Si on place un petit plomb en bordure du drap, il aura tendance à aller vers le centre, comme s'il était attiré par la plus grande masse. Mais en fait, c'est la boule elle-même qui modifie le relief comme un astre modifie, courbe, déforme l'espace. La gravitation est comme une tendance des corps célestes à emprunter les ondulations de l'espace-temps provoquées par les astres.

Einstein a précisé les relations entre la masse d'un corps et la structure du champ autour de lui. Il a de plus prévu des lois qui analysent les mouvements des corps qui empruntent les «chemins» des champs gravitationnels. Les lois de champ gravitationnel donnent des résultats comparables aux principes de Newton. Les deux systèmes, pourtant très différents décrivent la même réalité. Einstein, cependant réussit là où Newton échoue: l'explication de faits astronomiques plus subtils tel par exemple, le comportement de la planète Mercure autour du soleil. Einstein intègre Newton tout en le dépassant.
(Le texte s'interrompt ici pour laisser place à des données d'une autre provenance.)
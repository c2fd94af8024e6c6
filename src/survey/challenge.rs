//! Assembles one six-option multi-select question around a target rank.

use std::collections::HashSet;

use rand::rngs::StdRng;
use rand::seq::SliceRandom;
use rand::SeedableRng;
use sha2::{Digest, Sha256};

use crate::survey::config::SurveyConfig;
use crate::survey::error::SurveyError;
use crate::survey::fairness::Discriminator;
use crate::survey::lexicon::{LexicalStore, RankedWord, Sense};
use crate::survey::types::{ChallengeOption, ChallengePayload, OptionRole, Phase};

pub const UNKNOWN_OPTION_ID: &str = "__unknown__";

/// RNG for one question of one session. Rebuilding the same question always
/// yields the same word, options and order.
pub fn seeded_rng(session_id: &str, question_index: u32) -> StdRng {
    let digest = Sha256::digest(format!("{session_id}:{question_index}").as_bytes());
    let mut seed = [0u8; 32];
    seed.copy_from_slice(digest.as_slice());
    StdRng::from_seed(seed)
}

pub fn challenge_id(session_id: &str, question_index: u32) -> String {
    format!("{session_id}-q{question_index}")
}

#[derive(Debug, Clone)]
pub struct ChallengeRequest<'r> {
    pub session_id: &'r str,
    pub question_index: u32,
    pub target_rank: u32,
    pub phase: Phase,
    pub is_pivot: bool,
    /// Words already shown in this session
    pub exclude_word_ids: &'r [&'r str],
}

pub struct ChallengeBuilder<'a> {
    lexicon: &'a dyn LexicalStore,
    config: &'a SurveyConfig,
}

impl<'a> ChallengeBuilder<'a> {
    pub fn new(lexicon: &'a dyn LexicalStore, config: &'a SurveyConfig) -> Self {
        Self { lexicon, config }
    }

    pub fn build(&self, req: &ChallengeRequest<'_>) -> Result<ChallengePayload, SurveyError> {
        let cfg = &self.config.challenge;
        let mut rng = seeded_rng(req.session_id, req.question_index);

        let word = self.nearest_word(req.target_rank, req.exclude_word_ids)?;

        let targets: Vec<&Sense> = word
            .senses_by_usage()
            .into_iter()
            .take(cfg.max_target_options)
            .collect();
        let distractor_slots = cfg.option_count.saturating_sub(targets.len() + 1);

        let mut used_sense_ids: HashSet<&str> = targets.iter().map(|s| s.id.as_str()).collect();
        let target_definitions: HashSet<&str> =
            targets.iter().map(|s| s.definition.as_str()).collect();

        let traps = self.pick_traps(
            word,
            &targets,
            distractor_slots.min(cfg.max_trap_options),
            &mut used_sense_ids,
            &target_definitions,
            &mut rng,
        );

        let filler_needed = distractor_slots - traps.len();
        let fillers = self.pick_fillers(
            word,
            filler_needed,
            &mut used_sense_ids,
            &target_definitions,
            &mut rng,
        )?;

        let mut options: Vec<ChallengeOption> = Vec::with_capacity(cfg.option_count);
        options.extend(targets.iter().map(|s| ChallengeOption {
            id: s.id.clone(),
            text: s.definition.clone(),
            role: OptionRole::Target,
            is_correct: true,
            weight: s.usage_ratio,
        }));
        options.extend(traps.iter().map(|s| distractor(s, OptionRole::Trap)));
        options.extend(fillers.iter().map(|s| distractor(s, OptionRole::Filler)));
        options.shuffle(&mut rng);
        options.push(ChallengeOption {
            id: UNKNOWN_OPTION_ID.to_string(),
            text: cfg.unknown_option_text.clone(),
            role: OptionRole::Unknown,
            is_correct: false,
            weight: 0.0,
        });

        debug_assert_eq!(options.len(), cfg.option_count);

        tracing::debug!(
            target_rank = req.target_rank,
            word_rank = word.rank,
            word_id = %word.id,
            traps = traps.len(),
            fillers = fillers.len(),
            pivot = req.is_pivot,
            "Challenge built"
        );

        Ok(ChallengePayload {
            challenge_id: challenge_id(req.session_id, req.question_index),
            question_index: req.question_index,
            word_id: word.id.clone(),
            word_text: word.text.clone(),
            target_rank: req.target_rank,
            word_rank: word.rank,
            is_pivot: req.is_pivot,
            phase: req.phase,
            options,
            time_limit_ms: cfg.response_time_limit_ms,
        })
    }

    /// Nearest unused word to `rank`: exact rank first, then by distance,
    /// lower rank and id. The band doubles until it spans the whole lexicon.
    pub fn nearest_word(&self, rank: u32, exclude: &[&str]) -> Result<&'a RankedWord, SurveyError> {
        let space_max = self.lexicon.max_rank().max(1);
        let excluded: HashSet<&str> = exclude.iter().copied().collect();
        let mut band = self.config.challenge.word_search_band.max(1);

        loop {
            let lo = rank.saturating_sub(band).max(1);
            let hi = rank.saturating_add(band).min(space_max);

            let best = self
                .lexicon
                .words_in_band(lo, hi)
                .into_iter()
                .filter(|w| !excluded.contains(w.id.as_str()))
                .min_by(|a, b| {
                    a.rank
                        .abs_diff(rank)
                        .cmp(&b.rank.abs_diff(rank))
                        .then_with(|| a.rank.cmp(&b.rank))
                        .then_with(|| a.id.cmp(&b.id))
                });

            if let Some(word) = best {
                return Ok(word);
            }
            if lo <= 1 && hi >= space_max {
                return Err(SurveyError::NoWordAtRank { rank });
            }
            tracing::debug!(rank, band, "No word in band, widening search");
            band = band.saturating_mul(2);
        }
    }

    fn pick_traps(
        &self,
        word: &'a RankedWord,
        targets: &[&Sense],
        limit: usize,
        used: &mut HashSet<&'a str>,
        target_definitions: &HashSet<&str>,
        rng: &mut StdRng,
    ) -> Vec<&'a Sense> {
        if limit == 0 {
            return Vec::new();
        }

        let mut candidates: Vec<&'a Sense> = self
            .lexicon
            .confusables(&word.id)
            .into_iter()
            .flat_map(|w| w.senses.iter())
            .filter(|s| !used.contains(s.id.as_str()))
            .filter(|s| !target_definitions.contains(s.definition.as_str()))
            .collect();
        candidates.shuffle(rng);

        let discriminator = Discriminator::new(self.lexicon, &self.config.fairness);
        let mut traps: Vec<&'a Sense> = Vec::with_capacity(limit);
        for sense in discriminator.filter(targets, candidates, limit * 4) {
            if traps.len() >= limit {
                break;
            }
            if used.insert(sense.id.as_str()) {
                traps.push(sense);
            }
        }

        if traps.len() < limit {
            tracing::debug!(
                word_id = %word.id,
                wanted = limit,
                found = traps.len(),
                "Not enough fair traps, falling back to fillers"
            );
        }
        traps
    }

    /// Primary senses of other words near the target rank. Widens the band
    /// instead of ever touching the similarity threshold.
    fn pick_fillers(
        &self,
        word: &'a RankedWord,
        needed: usize,
        used: &mut HashSet<&'a str>,
        target_definitions: &HashSet<&str>,
        rng: &mut StdRng,
    ) -> Result<Vec<&'a Sense>, SurveyError> {
        if needed == 0 {
            return Ok(Vec::new());
        }

        let space_max = self.lexicon.max_rank().max(1);
        let mut band = self.config.challenge.filler_band.max(1);
        let mut fillers: Vec<&'a Sense> = Vec::with_capacity(needed);

        loop {
            let lo = word.rank.saturating_sub(band).max(1);
            let hi = word.rank.saturating_add(band).min(space_max);

            let mut pool: Vec<&'a Sense> = self
                .lexicon
                .words_in_band(lo, hi)
                .into_iter()
                .filter(|w| w.id != word.id && w.text != word.text)
                .filter_map(|w| w.senses_by_usage().into_iter().next())
                .filter(|s| !used.contains(s.id.as_str()))
                .filter(|s| !target_definitions.contains(s.definition.as_str()))
                .collect();
            pool.shuffle(rng);

            for sense in pool {
                if fillers.len() >= needed {
                    break;
                }
                if used.insert(sense.id.as_str()) {
                    fillers.push(sense);
                }
            }

            if fillers.len() >= needed {
                return Ok(fillers);
            }
            if lo <= 1 && hi >= space_max {
                return Err(SurveyError::InsufficientDistractors {
                    rank: word.rank,
                    needed,
                    found: fillers.len(),
                });
            }
            tracing::debug!(rank = word.rank, band, "Filler band exhausted, widening");
            band = band.saturating_mul(2);
        }
    }
}

fn distractor(sense: &Sense, role: OptionRole) -> ChallengeOption {
    ChallengeOption {
        id: sense.id.clone(),
        text: sense.definition.clone(),
        role,
        is_correct: false,
        weight: 0.0,
    }
}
La théorie de la relativité générale n'est pas cependant que formules mathématiques. Elle donne une image qualitative de l'espace-temps tout à faite différente de ce qu'avait imaginée Newton. Loin d'être immuable, rigide et simple réceptacle indépendant et froid d'astres et de corps indépendants dans un temps indépendant, le continuum espace-temps est plutôt plastique, malléable, constamment modifié et sujet à distorsions telle la surface d'un étang poissonneux. La structure géométrique même de l'univers, vu comme un tout, est influencée par la matière qu'il contient. Dans l'univers d'Einstein, l'espace, bien que fini, est sans borne. On pourrait le comparer à une bulle de savon. L'univers n'est pas l'intérieur de la bulle mais sa surface, non à deux dimensions comme celle de la bulle mais à quatre. Ici, le plus court chemin entre deux points n'est pas la droite comme le postulait Euclide. Un rayon de lumière qui traverserait l'univers reviendrait à son point de départ après des centaines de milliards d'années. Cette idée d'un univers fini mais sans borne fait encore l'objet de discussions parmi les scientifiques.

Notes

1. Tiré de Lincoln Barnett, The Universe and Dr. Einstein, Mentor Book, 1957, p. 70.

2. Jean Zfiropulo, Apollon et Dyonisos, Société d'Éditions Belles-Lettres, 1961, p. 205.